Exercise data:
______
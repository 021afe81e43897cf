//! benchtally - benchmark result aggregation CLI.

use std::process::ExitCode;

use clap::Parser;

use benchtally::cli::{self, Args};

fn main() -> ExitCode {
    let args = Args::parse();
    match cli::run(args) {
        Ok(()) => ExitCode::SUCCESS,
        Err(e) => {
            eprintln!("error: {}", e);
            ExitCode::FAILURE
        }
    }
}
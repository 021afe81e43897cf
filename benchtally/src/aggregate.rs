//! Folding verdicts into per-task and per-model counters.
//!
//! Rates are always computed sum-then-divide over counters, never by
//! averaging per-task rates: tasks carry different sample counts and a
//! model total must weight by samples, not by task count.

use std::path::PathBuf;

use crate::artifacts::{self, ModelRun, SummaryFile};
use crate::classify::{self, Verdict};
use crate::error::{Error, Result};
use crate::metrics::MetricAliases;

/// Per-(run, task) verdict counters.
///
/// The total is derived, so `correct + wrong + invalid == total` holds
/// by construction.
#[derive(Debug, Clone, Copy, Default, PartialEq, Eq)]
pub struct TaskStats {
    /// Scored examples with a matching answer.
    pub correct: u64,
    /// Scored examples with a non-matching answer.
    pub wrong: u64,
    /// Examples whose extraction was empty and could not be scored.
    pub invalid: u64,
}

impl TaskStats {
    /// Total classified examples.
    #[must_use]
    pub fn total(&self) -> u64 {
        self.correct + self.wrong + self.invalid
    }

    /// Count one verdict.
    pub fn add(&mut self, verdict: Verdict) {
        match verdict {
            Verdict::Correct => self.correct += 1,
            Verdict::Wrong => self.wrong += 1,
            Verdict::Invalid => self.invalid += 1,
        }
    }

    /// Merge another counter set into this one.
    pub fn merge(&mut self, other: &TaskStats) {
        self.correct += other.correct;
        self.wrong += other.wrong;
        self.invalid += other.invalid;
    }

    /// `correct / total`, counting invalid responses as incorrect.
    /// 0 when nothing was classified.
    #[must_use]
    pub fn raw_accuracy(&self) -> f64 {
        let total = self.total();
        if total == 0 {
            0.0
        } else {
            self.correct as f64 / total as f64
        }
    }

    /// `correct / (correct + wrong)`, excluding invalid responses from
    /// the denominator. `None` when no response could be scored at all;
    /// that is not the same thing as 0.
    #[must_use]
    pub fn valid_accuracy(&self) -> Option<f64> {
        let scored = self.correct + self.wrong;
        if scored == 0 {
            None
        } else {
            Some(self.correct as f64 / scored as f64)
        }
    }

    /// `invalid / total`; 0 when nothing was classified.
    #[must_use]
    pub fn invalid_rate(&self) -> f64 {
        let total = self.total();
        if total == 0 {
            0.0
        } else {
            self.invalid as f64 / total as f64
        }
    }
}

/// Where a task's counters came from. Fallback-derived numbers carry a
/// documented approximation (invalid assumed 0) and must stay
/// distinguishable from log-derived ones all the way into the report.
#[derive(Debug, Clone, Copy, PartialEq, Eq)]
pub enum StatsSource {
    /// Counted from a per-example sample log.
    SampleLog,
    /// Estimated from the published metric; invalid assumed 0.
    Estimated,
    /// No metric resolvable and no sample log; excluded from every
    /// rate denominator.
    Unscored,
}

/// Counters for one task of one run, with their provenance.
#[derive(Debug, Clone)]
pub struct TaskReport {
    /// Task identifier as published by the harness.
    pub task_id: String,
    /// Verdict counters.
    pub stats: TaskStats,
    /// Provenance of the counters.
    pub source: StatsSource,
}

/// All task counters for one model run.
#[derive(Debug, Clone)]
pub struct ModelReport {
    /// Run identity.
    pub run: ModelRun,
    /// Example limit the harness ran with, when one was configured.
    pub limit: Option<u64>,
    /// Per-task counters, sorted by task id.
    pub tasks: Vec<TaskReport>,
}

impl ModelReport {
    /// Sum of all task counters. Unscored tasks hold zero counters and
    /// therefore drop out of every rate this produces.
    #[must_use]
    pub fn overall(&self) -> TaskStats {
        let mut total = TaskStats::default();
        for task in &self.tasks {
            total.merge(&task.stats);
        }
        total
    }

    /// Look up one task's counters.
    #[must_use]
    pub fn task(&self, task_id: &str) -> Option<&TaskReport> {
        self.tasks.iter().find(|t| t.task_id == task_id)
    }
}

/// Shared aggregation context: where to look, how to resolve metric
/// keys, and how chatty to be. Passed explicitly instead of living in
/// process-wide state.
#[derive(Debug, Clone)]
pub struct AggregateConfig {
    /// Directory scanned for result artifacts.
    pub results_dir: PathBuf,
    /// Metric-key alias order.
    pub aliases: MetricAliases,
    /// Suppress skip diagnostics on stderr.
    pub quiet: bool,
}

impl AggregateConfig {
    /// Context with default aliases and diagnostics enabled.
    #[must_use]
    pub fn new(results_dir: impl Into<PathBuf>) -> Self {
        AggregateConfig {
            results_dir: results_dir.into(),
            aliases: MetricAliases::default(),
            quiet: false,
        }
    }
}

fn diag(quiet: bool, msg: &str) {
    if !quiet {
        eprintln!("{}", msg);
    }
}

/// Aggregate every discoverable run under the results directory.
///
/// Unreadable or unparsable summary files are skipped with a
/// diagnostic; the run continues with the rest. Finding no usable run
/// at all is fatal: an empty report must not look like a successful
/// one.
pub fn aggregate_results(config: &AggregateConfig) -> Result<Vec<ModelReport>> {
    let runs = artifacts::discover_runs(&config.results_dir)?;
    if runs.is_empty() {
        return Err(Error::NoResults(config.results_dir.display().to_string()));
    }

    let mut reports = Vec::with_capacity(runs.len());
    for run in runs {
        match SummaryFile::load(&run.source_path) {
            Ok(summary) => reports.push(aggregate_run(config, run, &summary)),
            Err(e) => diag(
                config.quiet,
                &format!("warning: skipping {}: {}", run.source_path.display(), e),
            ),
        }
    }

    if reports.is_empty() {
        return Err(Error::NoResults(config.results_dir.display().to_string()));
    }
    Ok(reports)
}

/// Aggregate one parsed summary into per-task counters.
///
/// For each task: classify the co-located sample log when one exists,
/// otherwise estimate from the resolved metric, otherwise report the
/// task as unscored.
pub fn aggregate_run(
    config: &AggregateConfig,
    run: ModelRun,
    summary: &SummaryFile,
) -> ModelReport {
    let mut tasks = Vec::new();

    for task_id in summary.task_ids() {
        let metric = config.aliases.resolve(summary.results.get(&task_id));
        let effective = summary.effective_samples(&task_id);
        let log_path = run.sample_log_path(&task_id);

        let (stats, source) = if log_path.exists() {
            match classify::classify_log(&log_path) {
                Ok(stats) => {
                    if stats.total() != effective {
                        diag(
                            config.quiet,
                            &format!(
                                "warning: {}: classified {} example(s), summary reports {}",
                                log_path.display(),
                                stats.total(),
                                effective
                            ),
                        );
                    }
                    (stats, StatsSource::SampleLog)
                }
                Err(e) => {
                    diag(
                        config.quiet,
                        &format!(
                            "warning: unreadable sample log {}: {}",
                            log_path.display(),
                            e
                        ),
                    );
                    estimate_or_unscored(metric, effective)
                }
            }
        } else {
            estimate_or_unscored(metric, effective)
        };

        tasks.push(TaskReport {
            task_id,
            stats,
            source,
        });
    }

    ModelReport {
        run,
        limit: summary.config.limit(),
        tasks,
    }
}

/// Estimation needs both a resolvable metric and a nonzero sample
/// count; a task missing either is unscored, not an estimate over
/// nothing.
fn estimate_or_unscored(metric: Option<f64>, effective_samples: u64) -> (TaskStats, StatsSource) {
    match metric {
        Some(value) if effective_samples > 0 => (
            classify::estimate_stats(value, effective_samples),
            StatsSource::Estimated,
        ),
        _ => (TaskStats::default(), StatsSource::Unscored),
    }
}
______
What is being asked:
The number of lines in the records that include "push" is what is needed, with no other words.

Answer to the exercise:
2